# Activity:
Report each line of the data that has "failed" somewhere in it.

# Data listing:

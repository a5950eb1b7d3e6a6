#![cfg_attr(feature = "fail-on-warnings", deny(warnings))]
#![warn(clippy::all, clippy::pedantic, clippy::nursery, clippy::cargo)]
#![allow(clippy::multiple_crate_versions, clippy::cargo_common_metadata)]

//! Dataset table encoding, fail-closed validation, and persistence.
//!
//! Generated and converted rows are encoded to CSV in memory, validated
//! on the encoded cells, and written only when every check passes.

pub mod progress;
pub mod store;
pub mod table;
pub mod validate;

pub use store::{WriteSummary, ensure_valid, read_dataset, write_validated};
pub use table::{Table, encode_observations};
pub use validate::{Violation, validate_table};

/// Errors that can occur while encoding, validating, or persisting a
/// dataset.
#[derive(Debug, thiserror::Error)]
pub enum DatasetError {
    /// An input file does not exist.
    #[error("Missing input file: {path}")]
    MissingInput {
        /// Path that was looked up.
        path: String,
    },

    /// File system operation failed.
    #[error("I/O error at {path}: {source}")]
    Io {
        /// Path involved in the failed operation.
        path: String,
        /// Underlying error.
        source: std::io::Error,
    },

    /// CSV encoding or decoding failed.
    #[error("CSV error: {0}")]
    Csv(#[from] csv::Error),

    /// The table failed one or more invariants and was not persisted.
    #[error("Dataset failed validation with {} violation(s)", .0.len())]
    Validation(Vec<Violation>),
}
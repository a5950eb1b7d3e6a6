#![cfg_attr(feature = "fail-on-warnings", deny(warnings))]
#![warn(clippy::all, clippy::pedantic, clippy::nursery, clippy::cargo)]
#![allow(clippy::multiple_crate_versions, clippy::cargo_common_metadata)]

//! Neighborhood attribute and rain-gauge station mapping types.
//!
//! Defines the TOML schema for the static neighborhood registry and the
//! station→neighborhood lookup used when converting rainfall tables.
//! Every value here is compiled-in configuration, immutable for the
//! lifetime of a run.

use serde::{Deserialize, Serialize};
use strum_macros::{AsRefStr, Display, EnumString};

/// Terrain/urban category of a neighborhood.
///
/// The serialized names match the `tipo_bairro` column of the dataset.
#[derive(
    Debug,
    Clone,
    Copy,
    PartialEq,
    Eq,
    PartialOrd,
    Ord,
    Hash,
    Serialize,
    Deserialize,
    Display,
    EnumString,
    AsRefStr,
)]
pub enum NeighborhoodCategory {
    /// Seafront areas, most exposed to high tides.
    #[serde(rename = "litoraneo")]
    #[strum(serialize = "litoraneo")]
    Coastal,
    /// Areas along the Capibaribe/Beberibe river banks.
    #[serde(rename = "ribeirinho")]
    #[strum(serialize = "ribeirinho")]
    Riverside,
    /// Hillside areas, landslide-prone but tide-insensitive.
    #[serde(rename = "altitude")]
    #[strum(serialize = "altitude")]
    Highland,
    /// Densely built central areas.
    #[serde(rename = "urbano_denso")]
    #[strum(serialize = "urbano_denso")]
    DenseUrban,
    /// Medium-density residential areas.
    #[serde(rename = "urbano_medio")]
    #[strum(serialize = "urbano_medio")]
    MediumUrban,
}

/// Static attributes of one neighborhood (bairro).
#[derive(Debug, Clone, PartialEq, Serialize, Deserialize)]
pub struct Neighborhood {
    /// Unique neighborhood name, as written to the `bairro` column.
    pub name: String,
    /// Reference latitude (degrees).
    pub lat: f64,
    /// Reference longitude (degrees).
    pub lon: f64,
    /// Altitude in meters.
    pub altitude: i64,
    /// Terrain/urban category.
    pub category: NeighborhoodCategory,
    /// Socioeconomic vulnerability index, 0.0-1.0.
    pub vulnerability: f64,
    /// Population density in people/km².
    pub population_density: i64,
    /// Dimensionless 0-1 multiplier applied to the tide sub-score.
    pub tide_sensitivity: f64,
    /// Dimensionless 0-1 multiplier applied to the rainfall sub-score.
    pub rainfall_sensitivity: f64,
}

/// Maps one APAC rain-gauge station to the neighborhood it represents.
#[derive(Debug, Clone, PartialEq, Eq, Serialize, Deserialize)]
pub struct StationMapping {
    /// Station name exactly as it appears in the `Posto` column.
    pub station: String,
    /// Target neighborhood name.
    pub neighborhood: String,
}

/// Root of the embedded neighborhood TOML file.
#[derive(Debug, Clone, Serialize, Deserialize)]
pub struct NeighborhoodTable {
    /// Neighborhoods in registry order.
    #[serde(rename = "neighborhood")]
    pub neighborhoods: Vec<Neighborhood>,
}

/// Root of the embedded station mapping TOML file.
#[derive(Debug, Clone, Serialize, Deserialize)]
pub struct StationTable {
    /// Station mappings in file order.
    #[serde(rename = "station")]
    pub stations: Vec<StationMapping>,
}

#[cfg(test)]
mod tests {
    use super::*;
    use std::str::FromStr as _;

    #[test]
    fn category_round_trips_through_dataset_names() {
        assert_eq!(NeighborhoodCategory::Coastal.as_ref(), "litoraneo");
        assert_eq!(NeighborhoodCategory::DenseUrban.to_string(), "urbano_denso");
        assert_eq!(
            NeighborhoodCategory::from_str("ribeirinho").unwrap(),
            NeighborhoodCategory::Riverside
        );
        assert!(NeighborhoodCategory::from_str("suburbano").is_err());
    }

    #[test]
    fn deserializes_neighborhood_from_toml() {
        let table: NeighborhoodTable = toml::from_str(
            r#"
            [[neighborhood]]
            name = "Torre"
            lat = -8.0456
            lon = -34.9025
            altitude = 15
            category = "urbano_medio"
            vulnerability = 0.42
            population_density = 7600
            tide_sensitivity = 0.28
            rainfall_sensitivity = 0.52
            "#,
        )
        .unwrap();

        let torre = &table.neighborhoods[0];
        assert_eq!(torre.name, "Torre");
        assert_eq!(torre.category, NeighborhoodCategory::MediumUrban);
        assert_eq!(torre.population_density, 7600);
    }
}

# Result:
    /// File system operation failed.
        /// Path involved in the failed operation.
    /// CSV encoding or decoding failed.
    /// The table failed one or more invariants and was not persisted.
    #[error("Dataset failed validation with {} violation(s)", .0.len())]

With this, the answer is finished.